• **Provided records**:
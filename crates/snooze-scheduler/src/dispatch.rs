use std::time::Duration;

use chrono::Utc;
use serde_json::json;
use tokio::sync::watch;
use tracing::{error, info, warn};

use snooze_queue::{Job, JobQueue};

use crate::{
    caller::HttpCaller,
    types::{HttpMethod, JobPayload},
};

/// Background worker: claims due jobs from the queue and runs their HTTP
/// call. One failing job never stops the loop; its error becomes the job's
/// terminal state.
pub struct Dispatcher {
    queue: JobQueue,
    caller: HttpCaller,
    poll_interval: Duration,
}

impl Dispatcher {
    pub fn new(queue: JobQueue, caller: HttpCaller, poll_interval: Duration) -> Self {
        Self {
            queue,
            caller,
            poll_interval,
        }
    }

    /// Main loop. Polls the queue until `shutdown` broadcasts `true`.
    pub async fn run(self, mut shutdown: watch::Receiver<bool>) {
        info!("dispatcher started");
        let mut interval = tokio::time::interval(self.poll_interval);
        loop {
            tokio::select! {
                _ = interval.tick() => {
                    if let Err(e) = self.tick().await {
                        error!("dispatcher tick error: {e}");
                    }
                }
                _ = shutdown.changed() => {
                    if *shutdown.borrow() {
                        info!("dispatcher shutting down");
                        break;
                    }
                }
            }
        }
    }

    /// Claim and execute everything that has come due.
    async fn tick(&self) -> snooze_queue::Result<()> {
        for job in self.queue.claim_due(Utc::now())? {
            self.execute(job).await;
        }
        Ok(())
    }

    async fn execute(&self, job: Job) {
        let payload: JobPayload = match serde_json::from_str(&job.payload) {
            Ok(p) => p,
            Err(e) => {
                error!(job_id = %job.id, "bad payload JSON: {e}");
                self.record_failure(&job.id, &format!("bad payload JSON: {e}"));
                return;
            }
        };
        let method: HttpMethod = match payload.method.parse() {
            Ok(m) => m,
            Err(e) => {
                error!(job_id = %job.id, method = %payload.method, "bad method in payload");
                self.record_failure(&job.id, &e.to_string());
                return;
            }
        };

        info!(job_id = %job.id, name = %job.name, "calling {} {}", method, payload.target_url);

        match self.caller.call(&payload.target_url, method).await {
            Ok(outcome) => {
                info!(job_id = %job.id, status = outcome.status, "call completed");
                let result = json!({
                    "jobId": job.id,
                    "status": outcome.status,
                    "body": outcome.body,
                });
                if let Err(e) = self.queue.complete(&job.id, result) {
                    error!(job_id = %job.id, "failed to record completion: {e}");
                }
            }
            Err(e) => {
                warn!(job_id = %job.id, error = %e, "call failed");
                self.record_failure(&job.id, &e.to_string());
            }
        }
    }

    fn record_failure(&self, job_id: &str, message: &str) {
        if let Err(e) = self.queue.fail(job_id, message) {
            error!(job_id = %job_id, "failed to record failure: {e}");
        }
    }
}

• **Brief**:
The reply must contain each line of the material, reproduced faithfully.

• **The answer**:
filename crates/snooze-scheduler/src/dispatch.rs
use std::time::Duration;

use chrono::Utc;
use serde_json::json;
use tokio::sync::watch;
use tracing::{error, info, warn};

use snooze_queue::{Job, JobQueue};

use crate::{
    caller::HttpCaller,
    types::{HttpMethod, JobPayload},
};

/// Background worker: claims due jobs from the queue and runs their HTTP
/// call. One failing job never stops the loop; its error becomes the job's
/// terminal state.
pub struct Dispatcher {
    queue: JobQueue,
    caller: HttpCaller,
    poll_interval: Duration,
}

impl Dispatcher {
    pub fn new(queue: JobQueue, caller: HttpCaller, poll_interval: Duration) -> Self {
        Self {
            queue,
            caller,
            poll_interval,
        }
    }

    /// Main loop. Polls the queue until `shutdown` broadcasts `true`.
    pub async fn run(self, mut shutdown: watch::Receiver<bool>) {
        info!("dispatcher started");
        let mut interval = tokio::time::interval(self.poll_interval);
        loop {
            tokio::select! {
                _ = interval.tick() => {
                    if let Err(e) = self.tick().await {
                        error!("dispatcher tick error: {e}");
                    }
                }
                _ = shutdown.changed() => {
                    if *shutdown.borrow() {
                        info!("dispatcher shutting down");
                        break;
                    }
                }
            }
        }
    }

    /// Claim and execute everything that has come due.
    async fn tick(&self) -> snooze_queue::Result<()> {
        for job in self.queue.claim_due(Utc::now())? {
            self.execute(job).await;
        }
        Ok(())
    }

    async fn execute(&self, job: Job) {
        let payload: JobPayload = match serde_json::from_str(&job.payload) {
            Ok(p) => p,
            Err(e) => {
                error!(job_id = %job.id, "bad payload JSON: {e}");
                self.record_failure(&job.id, &format!("bad payload JSON: {e}"));
                return;
            }
        };
        let method: HttpMethod = match payload.method.parse() {
            Ok(m) => m,
            Err(e) => {
                error!(job_id = %job.id, method = %payload.method, "bad method in payload");
                self.record_failure(&job.id, &e.to_string());
                return;
            }
        };

        info!(job_id = %job.id, name = %job.name, "calling {} {}", method, payload.target_url);

        match self.caller.call(&payload.target_url, method).await {
            Ok(outcome) => {
                info!(job_id = %job.id, status = outcome.status, "call completed");
                let result = json!({
                    "jobId": job.id,
                    "status": outcome.status,
                    "body": outcome.body,
                });
                if let Err(e) = self.queue.complete(&job.id, result) {
                    error!(job_id = %job.id, "failed to record completion: {e}");
                }
            }
            Err(e) => {
                warn!(job_id = %job.id, error = %e, "call failed");
                self.record_failure(&job.id, &e.to_string());
            }
        }
    }

    fn record_failure(&self, job_id: &str, message: &str) {
        if let Err(e) = self.queue.fail(job_id, message) {
            error!(job_id = %job_id, "failed to record failure: {e}");
        }
    }
}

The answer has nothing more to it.